Мир позавчера. Чему нас могут научить люди, до сих пор живущие в каменном веке - Страница 27

Изменить размер шрифта:

Давайте для начала сравним, как рассматривается гражданский иск в государственной и негосударственной системах правосудия. Сходство заключается в том, что в обоих случаях имеет место вмешательство третьей стороны – посредника, который должен разделить спорящих и дать им время остыть. Эти посредники – опытные переговорщики, такие как Ягин на Новой Гвинее, “вождь в леопардовой шкуре” у нуэров или адвокат в современной судебной системе. Государства располагают и другими типами посредников: многие споры улаживаются до суда третьими лицами, такими как третейские судьи или консультанты страховых компаний. Несмотря на то, что американцы имеют репутацию сутяг, большинство гражданских исков в Соединенных Штатах урегулируется до их рассмотрения судьей. Некоторые немногочисленные группы, монополизировавшие тот или иной ресурс, – например, ловцы омаров из штата Мэн или торговцы алмазами – обычно разрешают свои разногласия самостоятельно, не привлекая государство. Только если переговоры с участием третьей стороны не дали результата, удовлетворяющего обоих спорщиков, применяется способ разрешения конфликтов, принятый в соответствующем обществе, – насилие или война в негосударственном сообществе и формальное судебное разбирательство в государстве.
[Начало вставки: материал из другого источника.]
//! Tolerant structure parsing
//!
//! A blob is decoded by an ordered list of [`DecodeStrategy`] implementations.
//! The first strategy that succeeds wins; when every strategy fails the row
//! degrades to the empty structure instead of failing the batch.
//!
//! New formats are supported by appending a strategy with
//! [`StructureParser::with_strategy`].

pub mod json;
pub mod literal;

pub use json::JsonStrategy;
pub use literal::LiteralStrategy;

use crate::types::Structure;
use serde_json::Value;
use std::fmt;
use tracing::{debug, warn};

/// Deepest container nesting any strategy will decode
pub const MAX_DEPTH: usize = 128;

/// Why a strategy rejected a blob
#[derive(Debug, Clone, PartialEq, Eq)]
pub struct DecodeError {
    pub message: String,
    pub offset: Option<usize>,
}

impl DecodeError {
    pub fn new(message: impl Into<String>) -> Self {
        DecodeError {
            message: message.into(),
            offset: None,
        }
    }

    pub fn at(message: impl Into<String>, offset: usize) -> Self {
        DecodeError {
            message: message.into(),
            offset: Some(offset),
        }
    }
}

impl fmt::Display for DecodeError {
    fn fmt(&self, f: &mut fmt::Formatter<'_>) -> fmt::Result {
        match self.offset {
            Some(offset) => write!(f, "{} at byte {}", self.message, offset),
            None => write!(f, "{}", self.message),
        }
    }
}

impl std::error::Error for DecodeError {}

/// A pure decoder from blob text to a generic value
pub trait DecodeStrategy: Send + Sync {
    /// Short name used in logs and reports
    fn name(&self) -> &'static str;

    fn decode(&self, text: &str) -> Result<Value, DecodeError>;
}

/// Result of parsing one blob. Never an error.
#[derive(Debug, Clone, PartialEq)]
pub struct ParseOutcome {
    pub structure: Structure,

    /// Name of the strategy that produced the structure, `None` for
    /// empty input or total failure
    pub decoded_by: Option<&'static str>,

    /// Combined reasons when every strategy failed
    pub failure: Option<String>,
}

impl ParseOutcome {
    fn empty() -> Self {
        ParseOutcome {
            structure: Structure::new(),
            decoded_by: None,
            failure: None,
        }
    }

    pub fn is_failure(&self) -> bool {
        self.failure.is_some()
    }
}

/// Decodes blobs with an ordered strategy list
pub struct StructureParser {
    strategies: Vec<Box<dyn DecodeStrategy>>,
    scalar_key: String,
}

impl StructureParser {
    /// Parser with no strategies; every non-empty blob fails
    pub fn empty(scalar_key: impl Into<String>) -> Self {
        StructureParser {
            strategies: Vec::new(),
            scalar_key: scalar_key.into(),
        }
    }

    /// JSON first, then literal expressions
    pub fn new(scalar_key: impl Into<String>) -> Self {
        Self::empty(scalar_key)
            .with_strategy(JsonStrategy)
            .with_strategy(LiteralStrategy)
    }

    /// Append a strategy at the lowest priority
    pub fn with_strategy(mut self, strategy: impl DecodeStrategy + 'static) -> Self {
        self.strategies.push(Box::new(strategy));
        self
    }

    pub fn strategy_names(&self) -> Vec<&'static str> {
        self.strategies.iter().map(|s| s.name()).collect()
    }

    /// Parse a normalized blob
    pub fn parse(&self, text: Option<&str>) -> ParseOutcome {
        let text = match text.map(str::trim) {
            None | Some("") => return ParseOutcome::empty(),
            Some(t) => t,
        };

        let mut reasons = Vec::with_capacity(self.strategies.len());
        for strategy in &self.strategies {
            match strategy.decode(text) {
                Ok(value) => {
                    return ParseOutcome {
                        structure: self.into_structure(value),
                        decoded_by: Some(strategy.name()),
                        failure: None,
                    };
                }
                Err(e) => {
                    debug!(strategy = strategy.name(), error = %e, "strategy rejected blob");
                    reasons.push(format!("{}: {}", strategy.name(), e));
                }
            }
        }

        let reason = if reasons.is_empty() {
            String::from("no decode strategies configured")
        } else {
            reasons.join("; ")
        };
        warn!(raw = %text, error = %reason, "Error parsing blob, row keeps no flattened values");

        ParseOutcome {
            structure: Structure::new(),
            decoded_by: None,
            failure: Some(reason),
        }
    }

    /// Wrap decoded values that are not mappings under the scalar key
    fn into_structure(&self, value: Value) -> Structure {
        match value {
            Value::Object(map) => map,
            Value::Null => Structure::new(),
            other => {
                let mut map = Structure::new();
                map.insert(self.scalar_key.clone(), other);
                map
            }
        }
    }
}

impl Default for StructureParser {
    fn default() -> Self {
        Self::new("value")
    }
}

#[cfg(test)]
mod tests {
    use super::*;
    use serde_json::json;
    use std::sync::atomic::{AtomicUsize, Ordering};
    use std::sync::Arc;

    fn structure(value: Value) -> Structure {
        serde_json::from_value(value).unwrap()
    }

    /// Counts calls so precedence can be asserted
    struct Probe(Arc<AtomicUsize>);

    impl DecodeStrategy for Probe {
        fn name(&self) -> &'static str {
            "probe"
        }

        fn decode(&self, _text: &str) -> Result<Value, DecodeError> {
            self.0.fetch_add(1, Ordering::SeqCst);
            Ok(json!({"probe": true}))
        }
    }

    #[test]
    fn test_json_blob() {
        let outcome =
            StructureParser::default().parse(Some(r#"{"city": "Reno", "zip": "89501"}"#));
        assert_eq!(outcome.structure, structure(json!({"city": "Reno", "zip": "89501"})));
        assert_eq!(outcome.decoded_by, Some("json"));
        assert!(!outcome.is_failure());
    }

    #[test]
    fn test_literal_blob_falls_back() {
        let outcome = StructureParser::default().parse(Some("{'city': 'Reno', 'zip': '89501'}"));
        assert_eq!(outcome.structure, structure(json!({"city": "Reno", "zip": "89501"})));
        assert_eq!(outcome.decoded_by, Some("literal"));
    }

    #[test]
    fn test_garbage_degrades_to_empty() {
        let outcome = StructureParser::default().parse(Some("not a structure at all"));
        assert!(outcome.structure.is_empty());
        assert_eq!(outcome.decoded_by, None);
        let failure = outcome.failure.unwrap();
        assert!(failure.contains("json:"));
        assert!(failure.contains("literal:"));
    }

    #[test]
    fn test_null_and_empty_are_not_failures() {
        let parser = StructureParser::default();
        for input in [None, Some(""), Some("   ")] {
            let outcome = parser.parse(input);
            assert!(outcome.structure.is_empty());
            assert!(!outcome.is_failure());
        }
    }

    #[test]
    fn test_non_mapping_uses_scalar_key() {
        let parser = StructureParser::new("address_value");
        assert_eq!(
            parser.parse(Some("\"Reno\"")).structure,
            structure(json!({"address_value": "Reno"}))
        );
        assert_eq!(
            parser.parse(Some("89501")).structure,
            structure(json!({"address_value": 89501}))
        );
        assert_eq!(
            parser.parse(Some("['a', 'b']")).structure,
            structure(json!({"address_value": ["a", "b"]}))
        );
        assert!(parser.parse(Some("null")).structure.is_empty());
    }

    #[test]
    fn test_later_strategy_not_consulted_when_json_succeeds() {
        let calls = Arc::new(AtomicUsize::new(0));
        let parser = StructureParser::new("value").with_strategy(Probe(calls.clone()));

        let outcome = parser.parse(Some(r#"{"a": 1}"#));
        assert_eq!(outcome.structure, structure(json!({"a": 1})));
        assert_eq!(calls.load(Ordering::SeqCst), 0);

        let outcome = parser.parse(Some("<a>1</a>"));
        assert_eq!(outcome.decoded_by, Some("probe"));
        assert_eq!(calls.load(Ordering::SeqCst), 1);
    }

    #[test]
    fn test_json_equivalence_for_json_inputs() {
        let parser = StructureParser::default();
        let inputs = [
            r#"{"street_address": "1 Main St", "postal_code": "89501", "country": "US"}"#,
            r#"{"a": null, "b": [1, 2], "c": {"d": true}}"#,
            r#"{}"#,
        ];
        for input in inputs {
            let expected = JsonStrategy.decode(input).unwrap();
            let outcome = parser.parse(Some(input));
            assert_eq!(Value::Object(outcome.structure), expected);
        }
    }

    #[test]
    fn test_no_strategies() {
        let outcome = StructureParser::empty("value").parse(Some("{}"));
        assert!(outcome.structure.is_empty());
        assert_eq!(outcome.failure.as_deref(), Some("no decode strategies configured"));
    }

    #[test]
    fn test_deep_nesting_degrades_to_empty() {
        let parser = StructureParser::default();
        for (open, close) in [("[", "]"), ("{\"a\": ", "}")] {
            let blob = format!("{}1{}", open.repeat(10_000), close.repeat(10_000));
            let outcome = parser.parse(Some(&blob));
            assert!(outcome.structure.is_empty());
            assert!(outcome.is_failure());
            assert!(outcome.failure.unwrap().contains("nesting too deep"));
        }
    }
}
Еще одно сходство между системами правосудия негосударственных сообществ и государств заключается в том, что выплаты часто делает не только виновная сторона, но и многие другие участники события. В обществе западного типа мы покупаем страховку на тот случай, если наш автомобиль причинит ущерб другому автомобилю или человеку, или на случай падения человека на скользких ступеньках нашего крыльца, которые мы не почистили. Мы и многие другие платим страховые взносы, что позволяет страховым компаниям выплачивать страховые премии; на деле это означает, что за нашу вину расплачиваются также другие владельцы страховых полисов, и наоборот. Сходным образом в негосударственных сообществах родственники и члены клана принимают участие в выплатах долга одного индивида; например, Мало сказал мне, что жители его деревни скинулись бы на компенсацию за смерть Билли, если бы Мало не работал в фирме, способной взять это на себя.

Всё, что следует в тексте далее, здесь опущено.